El primer amor ocupa un lugar preeminente pero discreto en aquel siglo ruso arrebatado, por lo que su adaptación al cine estaba predestinada a ser llevada a cabo por un autor que combina de la misma manera belleza y discreción. En 1970, Maximilian Schell ya era por derecho propio el más exitoso actor germánico. Pasaría a la Historia con mayúsculas, la de los libros, por ganar el Oscar el mejor actor interpretando al abogado Rolfe en Vencedores o vencidos. Pero también pasaría a la otra historia con minúsculas, la de la memoria de unos pocos, por su compromiso inquebrantable con la cultura y el humanismo de su siglo a través de una obra infatigable, renacentista, que aunó interpretación en teatro y cine, dirección de cine, dirección de escena y literatura.
Maximilian Schell, actor de la mirada humana, eligió para su primera aventura tras la cámara El primer amor, probablemente consciente de su predestinación a elaborar tan solo pequeñas joyas, como hiciera el maestro ruso original un siglo antes. Aquella ópera prima, en la que él mismo actuó en el papel del padre, fue reconocida con una nominación al Oscar a la mejor película extranjera y con la Concha de Plata en el Festival de San Sebastián. Pero sus méritos trascienden los del mero circuito de premios.
Schell logró, con toda la terrible complicación que ello conlleva, la traslación perfecta de la novela a la pantalla. El director austriaco se convierte en un escritor de imágenes, en un traductor del espíritu original de Turguéniev. Con una aproximación muy europea, deudora de Ingmar Bergman, la categoría autoral de Schell se impone con suavidad pero con firmeza sobre sus imágenes. No en vano el director de fotografía es Sven Nykvist, escudero del cineasta sueco en algunas de las mejores obras de su filmografía: El manantial de la doncella, Los comulgantes, Persona. La textura de ese Moscú somnoliento es brumosa, irreal, fruto del recuerdo de su protagonista, y la narración bascula entre el tono orgiástico de la primera fiesta de pretendientes (con unos inquietantes y oscuros primeros planos), la fría atmósfera de la casa de Vladimir o el aire celestial de los juegos del enamorado y Zinaida en el jardín. Todo ello traslada, punto por punto, el sentimiento de la novela.

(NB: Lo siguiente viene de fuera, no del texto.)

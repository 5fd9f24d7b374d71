//! The logical record framer layered on [`PhysicalReader`]: glues physical
//! fragments into one logical record via the continuation bit, and enforces
//! the two synchronization invariants of the format's framing rules.

use std::io::Read;

use log::debug;

use crate::binary_parsing as bp;
use crate::error::JazelleError;
use crate::physical::PhysicalReader;

type Result<T> = std::result::Result<T, JazelleError>;

pub(crate) struct LogicalReader<R> {
    physical: PhysicalReader<R>,
    expect_continuation: bool,
}

impl<R: Read> LogicalReader<R> {
    pub(crate) fn new(reader: R) -> Result<Self> {
        let physical = PhysicalReader::new(reader)?;
        let mut logical = LogicalReader {
            physical,
            expect_continuation: false,
        };
        logical.read_logical_header()?;
        Ok(logical)
    }

    /// Reads and validates the 4-byte logical header that follows every
    /// physical header, including the very first one.
    fn read_logical_header(&mut self) -> Result<()> {
        let header = self.physical.read(4)?;
        let logical_len = bp::read_i16(&header[0..2]);
        if logical_len < 0 {
            return Err(JazelleError::BadValue {
                field: "logical record length",
                value: logical_len as i64,
            });
        }
        let flags = bp::read_u16(&header[2..4]);
        if flags & !0x3 != 0 {
            return Err(JazelleError::SyncFault1 { flags });
        }

        let is_continuation = flags & 0x2 != 0;
        if is_continuation != self.expect_continuation {
            return Err(JazelleError::SyncFault2 {
                expected: self.expect_continuation,
                found: is_continuation,
            });
        }

        self.expect_continuation = flags & 0x1 != 0;
        debug!(
            target: "logical framing",
            "logical header read: {} payload bytes, flags {:#06x}, continues {}",
            logical_len, flags, self.expect_continuation
        );
        Ok(())
    }

    /// Reads `n` bytes of logical payload, crossing physical boundaries and
    /// re-validating the logical header at each one it crosses.
    pub(crate) fn read(&mut self, n: usize) -> Result<Vec<u8>> {
        let mut out = Vec::with_capacity(n);
        let mut needed = n;
        while needed > 0 {
            if self.physical.remaining() == 0 {
                self.physical.next_physical_record()?;
                self.read_logical_header()?;
                continue;
            }
            let take = (self.physical.remaining() as usize).min(needed);
            out.extend_from_slice(&self.physical.read(take)?);
            needed -= take;
        }
        Ok(out)
    }

    /// Advances one physical record and re-validates the logical header that
    /// follows it, without regard to `expect_continuation`. Used by
    /// `EventAssembler` when a MINIDST record's data payload is known to
    /// start in the next physical fragment of the same logical record.
    pub(crate) fn next_physical_fragment(&mut self) -> Result<()> {
        self.physical.next_physical_record()?;
        self.read_logical_header()
    }

    /// Advances past any remaining continuation fragments of the current
    /// logical record, then one more physical record to begin the next one.
    pub(crate) fn next_logical_record(&mut self) -> Result<()> {
        while self.expect_continuation {
            self.next_physical_fragment()?;
        }
        self.next_physical_fragment()
    }

    pub(crate) fn bytes_in_record(&self) -> u64 {
        self.physical.bytes_in_record()
    }
}

#[cfg(test)]
mod tests {
    use super::*;
    use std::io::Cursor;

    fn physical_record(logical_flags: u16, payload: &[u8]) -> Vec<u8> {
        let mut body = Vec::new();
        body.extend_from_slice(&(payload.len() as i16).to_le_bytes());
        body.extend_from_slice(&logical_flags.to_le_bytes());
        body.extend_from_slice(payload);

        let mut v = Vec::new();
        v.extend_from_slice(&((body.len() + 4) as u16).to_le_bytes());
        v.extend_from_slice(&0u16.to_le_bytes());
        v.extend_from_slice(&body);
        v
    }

    #[test]
    fn continuation_across_three_fragments_concatenates_payloads() {
        let mut bytes = physical_record(0x1, b"one-");
        bytes.extend(physical_record(0x3, b"two-"));
        bytes.extend(physical_record(0x2, b"three"));

        let mut r = LogicalReader::new(Cursor::new(bytes)).unwrap();
        let payload = r.read(13).unwrap();
        assert_eq!(payload, b"one-two-three");
    }

    #[test]
    fn sync_fault_1_on_unknown_flag_bits() {
        let bytes = physical_record(0x4, b"x");
        let err = LogicalReader::new(Cursor::new(bytes)).unwrap_err();
        assert!(matches!(err, JazelleError::SyncFault1 { flags: 0x4 }));
    }

    #[test]
    fn sync_fault_2_on_continuation_mismatch() {
        // First fragment doesn't set "continues"; second claims to be a
        // continuation anyway.
        let mut bytes = physical_record(0x0, b"x");
        bytes.extend(physical_record(0x2, b"y"));
        let mut r = LogicalReader::new(Cursor::new(bytes)).unwrap();
        assert_eq!(r.read(1).unwrap(), b"x");
        let err = r.next_logical_record().unwrap_err();
        assert!(matches!(err, JazelleError::SyncFault2 { .. }));
    }
}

La presencia poderosa de Maximilian Schell termina de poner el lazo a la película. Solo su imponente presencia podía hacer honor al altivo personaje del padre, que tantas claves guarda para la interpretación de El primer amor. Serio, señorial, con un desapego de índole casi divina, gatopardesca, hacia todo lo que no es su voluntad, Schell lo trata en un constante contrapicado, ensalzando su alejamiento del resto de los mortales y la propia apostura del actor.
El mayor enemigo del arte, al menos en su dimensión eterna, es el olvido. La obra de Turguéniev necesita ser revisitada. La de Maximilian Schell, reivindicada. Cuando el polvo del tiempo se asienta, quedan las obras con vocación de permanencia, pero este proceso no es del todo natural y conviene ayudar a que las pequeñas joyas, sobre todo, no se pierdan. Como El primer amor, de Iván Turguéniev. O como El primer amor, de Maximilian Schell, y también el resto de su obra. Son las dos caras de una misma moneda que forma parte de nuestro precioso tesoro humano.